The world's men can utter a communal sigh of relief. According to scientists who have deciphered the Y chromosome, they have at least 50 million years left on the planet.
BBC News Online's Helen Briggs sifts through the genetic manual of the male
There had been concern that the bundle of DNA that determines the male was shrinking and would be defunct within five million years.
Men are XY: They have one Y and one X chromosome
But rumours of its demise have been dismissed. Steve Rozen, one of the leading scientists on the project, says the Y chromosome has a robust life expectancy.
He told BBC News Online: "I don't think the Y chromosome in humans is going to be lost, I would guess even in 50 or 60 million years, if we are lucky enough to survive as a species that long."
So why all the fuss about the unveiling of this chunk of genetic material that defines the male of the species? For a starter, it is the first Y chromosome of any living thing to be fully sequenced.
That means we now know every single DNA letter in the chromosome, a sort of handbook of male hardware. It is bound to fuel the thorniest of debates - how different are men and women under the skin?
Ascent of man
As it turns out, men have an extra brain gene that females do not possess. Nobody knows what it does yet - although it is bound to attract stereotypical jokes about parking and map-reading.
On the serious side, the gene must have played a key role in the evolution of mankind for it to exist in the genome today.
"It is in a part of the Y chromosome that was acquired in the last few million years since humans and chimpanzees split," says Rozen, of Massachusetts Institute of Technology in Cambridge, US.
SEX AND OUR CHROMOSOMES
Males have one X and one Y chromosome, whereas females have two Xs
The Y chromosome is passed, almost unchanged, from father to son
It is the smallest of the 24 distinct structures that bundle up human DNA and carries only 78 genes
He speculates the gene provided some sort of evolutionary advantage in the path from chimps to modern humans.
Chimps parted company from humans more than five million years ago. The Y chromosome itself has been around much longer - some 300 million years. During this time, it has fought an ancient battle of the sexes with the X chromosome.
Now and again, genes on the Y are "overwritten" by similar genes on the X. This has cost the Y hundreds of genes over the years. But the way the genes are arranged means that if a critical gene is damaged, it has a partner it can swap with.
"This study shows the Y chromosome has become very efficient at preserving its important genes," says Richard Wilson, director of the Genome Sequencing Center at the Washington University School of Medicine in St Louis.
"It's found different ways to do the things chromosomes must do to evolve, survive and thrive."

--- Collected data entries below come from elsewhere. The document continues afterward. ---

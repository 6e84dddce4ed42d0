//! In-Memory File System Implementation
//!
//! A pure in-memory virtual file system for the terminal simulation.
//! The store owns one root directory node; every lookup walks the tree
//! from the root, so there is no secondary path index to keep in sync.

use indexmap::IndexMap;
use tokio::sync::RwLock;

use super::types::{DirEntry, FsError, Node};

/// Resolve a possibly-relative path against a cursor into a canonical
/// absolute path.
///
/// A target starting with `/` is absolute, anything else is relative to
/// `cursor`. `..` pops one segment (a no-op at the root), `.` and empty
/// segments (repeated separators) are dropped. An empty target resolves
/// to the cursor itself.
pub fn resolve_path(cursor: &str, target: &str) -> String {
    let mut parts: Vec<&str> = if target.starts_with('/') {
        Vec::new()
    } else {
        cursor.split('/').filter(|p| !p.is_empty()).collect()
    };

    for segment in target.split('/').filter(|p| !p.is_empty()) {
        match segment {
            "." => {}
            ".." => {
                parts.pop();
            }
            other => parts.push(other),
        }
    }

    format!("/{}", parts.join("/"))
}

/// In-memory virtual file system.
pub struct MemFs {
    root: RwLock<Node>,
}

impl MemFs {
    /// Create a new filesystem containing only an empty root directory.
    pub fn new() -> Self {
        Self {
            root: RwLock::new(Node::empty_dir()),
        }
    }

    /// Create the fixed tree every session starts from.
    pub fn seeded() -> Self {
        let mut eski_proje = IndexMap::new();
        eski_proje.insert(
            "heart.txt".to_string(),
            Node::File("Dude are you still thinking about her?".to_string()),
        );
        eski_proje.insert(
            "carljung.txt".to_string(),
            Node::File(
                "No tree, it is said, can grow to heaven unless its roots reach down to hell."
                    .to_string(),
            ),
        );

        let mut projeler = IndexMap::new();
        projeler.insert(
            "web_terminali.js".to_string(),
            Node::File("// This is just simulated file.".to_string()),
        );
        projeler.insert("eski_proje".to_string(), Node::Directory(eski_proje));

        let mut belgeler = IndexMap::new();
        belgeler.insert(
            "notlar.txt".to_string(),
            Node::File("Important! Drink water".to_string()),
        );
        belgeler.insert(
            "needs.txt".to_string(),
            Node::File("Her? Or something diffrent we don't know".to_string()),
        );

        let mut user = IndexMap::new();
        user.insert(
            "README.txt".to_string(),
            Node::File("Hello! This is simulated wsl terminal.".to_string()),
        );
        user.insert("projeler".to_string(), Node::Directory(projeler));
        user.insert("belgeler".to_string(), Node::Directory(belgeler));
        user.insert(
            "eski_isim.txt".to_string(),
            Node::File("This file move with mv.".to_string()),
        );

        let mut home = IndexMap::new();
        home.insert("user".to_string(), Node::Directory(user));

        let mut root = IndexMap::new();
        root.insert("home".to_string(), Node::Directory(home));

        Self {
            root: RwLock::new(Node::Directory(root)),
        }
    }

    /// Resolve a path relative to a cursor (pure, no tree access).
    pub fn resolve_path(&self, cursor: &str, target: &str) -> String {
        resolve_path(cursor, target)
    }

    /// Check if an absolute path names an existing node.
    pub async fn exists(&self, path: &str) -> bool {
        let root = self.root.read().await;
        node_at(&root, path).is_some()
    }

    /// Check if an absolute path names an existing directory.
    pub async fn is_directory(&self, path: &str) -> bool {
        let root = self.root.read().await;
        matches!(node_at(&root, path), Some(Node::Directory(_)))
    }

    /// List the entries of the directory at `dir` in insertion order.
    pub async fn list(&self, dir: &str) -> Result<Vec<DirEntry>, FsError> {
        let root = self.root.read().await;
        let entries = dir_entries(&root, dir)?;
        Ok(entries
            .iter()
            .map(|(name, node)| DirEntry {
                name: name.clone(),
                is_directory: node.is_directory(),
            })
            .collect())
    }

    /// Read the payload of the file named `name` in the directory at `dir`.
    ///
    /// A directory entry is not readable; the simulation reports it the
    /// same way as a missing file.
    pub async fn read_file(&self, dir: &str, name: &str) -> Result<String, FsError> {
        let root = self.root.read().await;
        let entries = dir_entries(&root, dir)?;
        match entries.get(name) {
            Some(Node::File(content)) => Ok(content.clone()),
            _ => Err(FsError::NoSuchFileOrDirectory(name.to_string())),
        }
    }

    /// Create (or silently overwrite) a file named `name` in the directory
    /// at `dir`. The name is taken literally; it is never split on `/`.
    pub async fn create_file(&self, dir: &str, name: &str, content: &str) -> Result<(), FsError> {
        let mut root = self.root.write().await;
        let entries = dir_entries_mut(&mut root, dir)?;
        entries.insert(name.to_string(), Node::File(content.to_string()));
        Ok(())
    }

    /// Create an empty directory named `name` in the directory at `dir`.
    pub async fn create_dir(&self, dir: &str, name: &str) -> Result<(), FsError> {
        let mut root = self.root.write().await;
        let entries = dir_entries_mut(&mut root, dir)?;
        if entries.contains_key(name) {
            return Err(FsError::AlreadyExists(name.to_string()));
        }
        entries.insert(name.to_string(), Node::empty_dir());
        Ok(())
    }

    /// Remove the entry named `name` from the directory at `dir`.
    /// Non-empty directories are refused; there is no recursive delete.
    pub async fn remove(&self, dir: &str, name: &str) -> Result<(), FsError> {
        let mut root = self.root.write().await;
        let entries = dir_entries_mut(&mut root, dir)?;
        match entries.get(name) {
            None => return Err(FsError::NoSuchFileOrDirectory(name.to_string())),
            Some(Node::Directory(children)) if !children.is_empty() => {
                return Err(FsError::NotEmpty(name.to_string()));
            }
            Some(_) => {}
        }
        entries.shift_remove(name);
        Ok(())
    }

    /// Resolve `target` against `cursor` and return the new cursor if it
    /// names an existing directory.
    pub async fn change_directory(&self, cursor: &str, target: &str) -> Result<String, FsError> {
        let resolved = resolve_path(cursor, target);
        let root = self.root.read().await;
        match node_at(&root, &resolved) {
            Some(Node::Directory(_)) => Ok(resolved),
            _ => Err(FsError::NotADirectory(resolved)),
        }
    }

    /// Move or copy the entry named `source` in the current directory.
    ///
    /// If `target` resolves to an existing directory the entry goes into
    /// it under its original name; otherwise the entry is renamed to
    /// `target` within the current directory. Directory sources can only
    /// be moved, never copied, and never into their own subtree. All
    /// validation happens before the first mutation.
    pub async fn move_or_copy(
        &self,
        cursor: &str,
        source: &str,
        target: &str,
        is_move: bool,
    ) -> Result<(), FsError> {
        let mut root = self.root.write().await;

        let resolved_target = resolve_path(cursor, target);
        let (source_is_dir, file_content) = {
            let entries = dir_entries(&root, cursor)?;
            match entries.get(source) {
                None => return Err(FsError::NoSuchFileOrDirectory(source.to_string())),
                Some(Node::Directory(_)) => (true, None),
                Some(Node::File(content)) => (false, Some(content.clone())),
            }
        };

        let target_is_dir = matches!(node_at(&root, &resolved_target), Some(Node::Directory(_)));
        let (dest_dir, new_name) = if target_is_dir {
            (resolved_target, source.to_string())
        } else {
            (cursor.to_string(), target.to_string())
        };
        let renaming_in_place = dest_dir == cursor && new_name == source;

        if source_is_dir {
            if !is_move {
                return Err(FsError::UnsupportedOperation(source.to_string()));
            }
            let source_abs = resolve_path(cursor, source);
            if dest_dir == source_abs || dest_dir.starts_with(&format!("{}/", source_abs)) {
                return Err(FsError::UnsupportedOperation(source.to_string()));
            }
            if renaming_in_place {
                return Ok(());
            }

            let moved = dir_entries_mut(&mut root, cursor)?
                .shift_remove(source)
                .ok_or_else(|| FsError::NoSuchFileOrDirectory(source.to_string()))?;
            match dir_entries_mut(&mut root, &dest_dir) {
                Ok(dest) => {
                    dest.insert(new_name, moved);
                    Ok(())
                }
                Err(e) => {
                    // Put the subtree back so a failed move never loses it.
                    dir_entries_mut(&mut root, cursor)?.insert(source.to_string(), moved);
                    Err(e)
                }
            }
        } else {
            let content = file_content.unwrap_or_default();
            dir_entries_mut(&mut root, &dest_dir)?.insert(new_name, Node::File(content));
            if is_move && !renaming_in_place {
                dir_entries_mut(&mut root, cursor)?.shift_remove(source);
            }
            Ok(())
        }
    }
}

impl Default for MemFs {
    fn default() -> Self {
        Self::new()
    }
}

// ============================================================================
// Tree traversal helpers
// ============================================================================

fn node_at<'a>(root: &'a Node, path: &str) -> Option<&'a Node> {
    let mut node = root;
    for segment in path.split('/').filter(|p| !p.is_empty()) {
        node = node.as_directory()?.get(segment)?;
    }
    Some(node)
}

fn node_at_mut<'a>(root: &'a mut Node, path: &str) -> Option<&'a mut Node> {
    let mut node = root;
    for segment in path.split('/').filter(|p| !p.is_empty()) {
        node = node.as_directory_mut()?.get_mut(segment)?;
    }
    Some(node)
}

/// The cursor must always name an existing directory; anything else is a
/// broken invariant, not a user error.
fn dir_entries<'a>(root: &'a Node, path: &str) -> Result<&'a IndexMap<String, Node>, FsError> {
    match node_at(root, path) {
        Some(Node::Directory(entries)) => Ok(entries),
        _ => Err(FsError::InvariantViolation(path.to_string())),
    }
}

fn dir_entries_mut<'a>(
    root: &'a mut Node,
    path: &str,
) -> Result<&'a mut IndexMap<String, Node>, FsError> {
    match node_at_mut(root, path) {
        Some(Node::Directory(entries)) => Ok(entries),
        _ => Err(FsError::InvariantViolation(path.to_string())),
    }
}

// ============================================================================
// Tests
// ============================================================================
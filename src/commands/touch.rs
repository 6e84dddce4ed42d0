// src/commands/touch.rs
use async_trait::async_trait;

use crate::commands::{Command, CommandContext, CommandResult};

pub struct TouchCommand;

#[async_trait]
impl Command for TouchCommand {
    fn name(&self) -> &'static str {
        "touch"
    }

    async fn execute(&self, ctx: CommandContext) -> CommandResult {
        let Some(name) = ctx.args.first() else {
            return CommandResult::error("touch: missing file operand".to_string());
        };

        // The whole argument is the filename; touch never walks paths.
        match ctx.fs.create_file(&ctx.cwd, name, "").await {
            Ok(()) => CommandResult::success(format!("File '{}' created (simulated).", name)),
            Err(e) => CommandResult::error(format!("touch: {}", e)),
        }
    }
}
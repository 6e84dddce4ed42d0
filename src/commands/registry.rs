// src/commands/registry.rs
use std::collections::HashMap;

use super::types::Command;

pub struct CommandRegistry {
    commands: HashMap<String, Box<dyn Command>>,
}

impl CommandRegistry {
    pub fn new() -> Self {
        Self {
            commands: HashMap::new(),
        }
    }

    pub fn register(&mut self, cmd: Box<dyn Command>) {
        self.commands.insert(cmd.name().to_string(), cmd);
    }

    pub fn get(&self, name: &str) -> Option<&dyn Command> {
        self.commands.get(name).map(|c| c.as_ref())
    }

    pub fn contains(&self, name: &str) -> bool {
        self.commands.contains_key(name)
    }
}

impl Default for CommandRegistry {
    fn default() -> Self {
        Self::new()
    }
}

use super::cat::CatCommand;
use super::creator::CreatorCommand;
use super::date::DateCommand;
use super::echo::EchoCommand;
use super::help_cmd::HelpCommand;
use super::ls::LsCommand;
use super::mkdir::MkdirCommand;
use super::mv::{CpCommand, MvCommand};
use super::pwd::PwdCommand;
use super::rm::RmCommand;
use super::touch::TouchCommand;
use super::whoami::WhoamiCommand;

/// Registry holding every dispatchable command. `cd`, `clear`, `sudo` and
/// `apt-get` stay shell builtins because they touch session state or the
/// output surface.
pub fn default_registry() -> CommandRegistry {
    let mut registry = CommandRegistry::new();
    registry.register(Box::new(HelpCommand));
    registry.register(Box::new(PwdCommand));
    registry.register(Box::new(EchoCommand));
    registry.register(Box::new(LsCommand));
    registry.register(Box::new(CatCommand));
    registry.register(Box::new(TouchCommand));
    registry.register(Box::new(MkdirCommand));
    registry.register(Box::new(RmCommand));
    registry.register(Box::new(MvCommand));
    registry.register(Box::new(CpCommand));
    registry.register(Box::new(WhoamiCommand));
    registry.register(Box::new(DateCommand));
    registry.register(Box::new(CreatorCommand));
    registry
}

#[cfg(test)]
mod tests {
    use super::*;

    #[test]
    fn test_default_registry_contents() {
        let registry = default_registry();
        for name in ["help", "pwd", "echo", "ls", "cat", "touch", "mkdir", "rm", "mv", "cp", "whoami", "date", "creator"] {
            assert!(registry.contains(name), "missing command: {}", name);
        }
        assert!(!registry.contains("cd"));
        assert!(!registry.contains("apt-get"));
    }

    #[test]
    fn test_lookup_is_case_sensitive() {
        let registry = default_registry();
        assert!(registry.get("ls").is_some());
        assert!(registry.get("LS").is_none());
    }
}
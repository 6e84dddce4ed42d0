//! websim - a simulated web terminal shell
//!
//! This library provides an in-memory filesystem, a fixed command set,
//! history recall and tab completion behind a single session object.

pub mod apt;
pub mod commands;
pub mod complete;
pub mod fs;
pub mod history;
pub mod shell;

pub use complete::Completion;
pub use fs::{FsError, MemFs};
pub use shell::{Output, Shell};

The science is a small blow for male pride, however, as the Y has been found to be somewhat under endowed, containing just 78 genes.
The tally is more than originally believed but rather paltry compared with the thousands of genes on other chromosomes.
So does size matter? When it comes to the Y, it seems not. It is no surprise that most of these genes are the instructions the body needs to produce sperm. The function of many of the 18 others is as yet unknown.
THE TOUGHEST CHROMOSOME
Why the Y was so hard to decipher
One is the sex determining gene, the "master switch" that makes a baby boy; three specify protein-making machinery and another is the gene that has some sort of function in the brain.
As for the others, it is currently anyone's guess. What is probable is that they hold hidden treasure for those seeking to diagnose and treat male infertility.
The Y chromosome has been slow to give up its secrets. It wasn't until the early 20th Century that studies with the humble electron microscope first confirmed its existence.
Fifty or so years later, the advent of molecular biology brought new powers of investigation. An understanding of the chromosome's biological functions started to emerge, and with it clues to why some men have very low sperm counts.
Decoding the Y has proved to be an onerous task. It contains stretches of DNA that appear to be a genetic wasteland devoid of genes.
Among the flotsam and jetsam of each chromosome lie clues to our history
As the latest chapter in the human genome shows, the secrets of hundreds of millions of years of human evolution are buried within this seemingly meaningless "junk DNA".
"Piecing together these events remains a worthwhile challenge," says Huntington Willard of the Institute for Genome Science and Policy, at Duke University, Durham, North Carolina, "for among the flotsam and jetsam of each chromosome lie clues to our history."